How many lines in the records below contain the word "AtomicUsize"? State only that number.

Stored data
╔══

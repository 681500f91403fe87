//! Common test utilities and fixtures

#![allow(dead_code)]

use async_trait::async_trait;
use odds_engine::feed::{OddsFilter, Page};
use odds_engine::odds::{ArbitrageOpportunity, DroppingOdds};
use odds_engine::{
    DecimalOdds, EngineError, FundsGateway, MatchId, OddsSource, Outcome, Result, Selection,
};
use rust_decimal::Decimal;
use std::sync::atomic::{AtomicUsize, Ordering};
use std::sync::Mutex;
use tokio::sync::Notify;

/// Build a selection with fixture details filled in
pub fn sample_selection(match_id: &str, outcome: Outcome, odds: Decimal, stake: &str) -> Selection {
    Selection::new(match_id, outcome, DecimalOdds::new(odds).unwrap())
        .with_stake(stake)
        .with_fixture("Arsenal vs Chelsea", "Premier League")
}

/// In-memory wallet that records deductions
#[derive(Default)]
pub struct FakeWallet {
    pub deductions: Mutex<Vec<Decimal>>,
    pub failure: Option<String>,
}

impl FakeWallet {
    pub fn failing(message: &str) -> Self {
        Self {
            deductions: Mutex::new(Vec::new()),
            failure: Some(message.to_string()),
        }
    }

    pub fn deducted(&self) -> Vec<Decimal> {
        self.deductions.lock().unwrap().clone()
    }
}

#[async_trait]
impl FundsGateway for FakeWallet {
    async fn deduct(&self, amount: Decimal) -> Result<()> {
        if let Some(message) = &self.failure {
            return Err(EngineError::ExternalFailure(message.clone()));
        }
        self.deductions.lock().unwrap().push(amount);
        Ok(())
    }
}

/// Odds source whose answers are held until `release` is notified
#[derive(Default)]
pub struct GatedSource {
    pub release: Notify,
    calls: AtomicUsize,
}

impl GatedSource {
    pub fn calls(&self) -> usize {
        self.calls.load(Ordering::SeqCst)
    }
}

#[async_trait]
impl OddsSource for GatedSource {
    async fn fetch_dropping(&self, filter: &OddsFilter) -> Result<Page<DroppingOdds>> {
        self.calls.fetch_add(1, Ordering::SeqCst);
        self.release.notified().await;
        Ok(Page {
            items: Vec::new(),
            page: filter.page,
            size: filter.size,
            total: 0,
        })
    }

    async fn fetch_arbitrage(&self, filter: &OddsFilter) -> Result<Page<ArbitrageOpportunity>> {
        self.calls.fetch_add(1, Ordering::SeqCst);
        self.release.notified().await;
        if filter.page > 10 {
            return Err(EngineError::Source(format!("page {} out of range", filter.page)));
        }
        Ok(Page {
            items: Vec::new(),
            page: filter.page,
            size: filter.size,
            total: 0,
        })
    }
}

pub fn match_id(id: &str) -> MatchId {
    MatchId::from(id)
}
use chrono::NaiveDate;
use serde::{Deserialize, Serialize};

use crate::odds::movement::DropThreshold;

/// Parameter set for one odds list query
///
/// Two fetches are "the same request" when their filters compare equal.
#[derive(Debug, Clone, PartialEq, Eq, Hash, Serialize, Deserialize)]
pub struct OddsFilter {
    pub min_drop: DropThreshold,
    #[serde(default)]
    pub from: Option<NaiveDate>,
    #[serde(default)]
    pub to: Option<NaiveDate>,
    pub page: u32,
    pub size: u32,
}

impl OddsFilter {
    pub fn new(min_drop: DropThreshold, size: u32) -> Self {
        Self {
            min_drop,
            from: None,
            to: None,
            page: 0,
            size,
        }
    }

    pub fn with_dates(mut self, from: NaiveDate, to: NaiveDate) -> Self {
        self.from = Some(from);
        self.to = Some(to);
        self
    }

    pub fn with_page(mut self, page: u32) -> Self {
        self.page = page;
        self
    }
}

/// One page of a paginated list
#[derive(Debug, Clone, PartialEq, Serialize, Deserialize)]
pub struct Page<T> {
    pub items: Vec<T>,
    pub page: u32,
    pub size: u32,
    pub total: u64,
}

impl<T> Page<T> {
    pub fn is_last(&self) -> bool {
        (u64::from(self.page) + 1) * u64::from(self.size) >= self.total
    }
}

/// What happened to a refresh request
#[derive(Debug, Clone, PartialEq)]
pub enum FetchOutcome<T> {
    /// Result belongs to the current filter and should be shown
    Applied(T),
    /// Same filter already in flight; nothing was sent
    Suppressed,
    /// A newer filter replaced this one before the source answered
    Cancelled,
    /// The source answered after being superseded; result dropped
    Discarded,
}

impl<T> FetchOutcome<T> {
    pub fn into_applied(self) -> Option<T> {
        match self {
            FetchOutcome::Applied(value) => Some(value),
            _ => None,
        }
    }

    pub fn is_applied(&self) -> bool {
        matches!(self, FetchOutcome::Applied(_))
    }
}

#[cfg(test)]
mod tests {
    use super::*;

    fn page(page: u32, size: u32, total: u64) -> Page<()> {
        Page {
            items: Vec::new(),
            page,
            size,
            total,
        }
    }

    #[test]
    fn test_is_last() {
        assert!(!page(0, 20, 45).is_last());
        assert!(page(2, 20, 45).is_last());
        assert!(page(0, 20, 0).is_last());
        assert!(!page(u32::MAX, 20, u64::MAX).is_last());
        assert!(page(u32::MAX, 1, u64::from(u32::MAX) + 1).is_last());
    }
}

╚══

• **RESULT OF THE EXERCISE**
2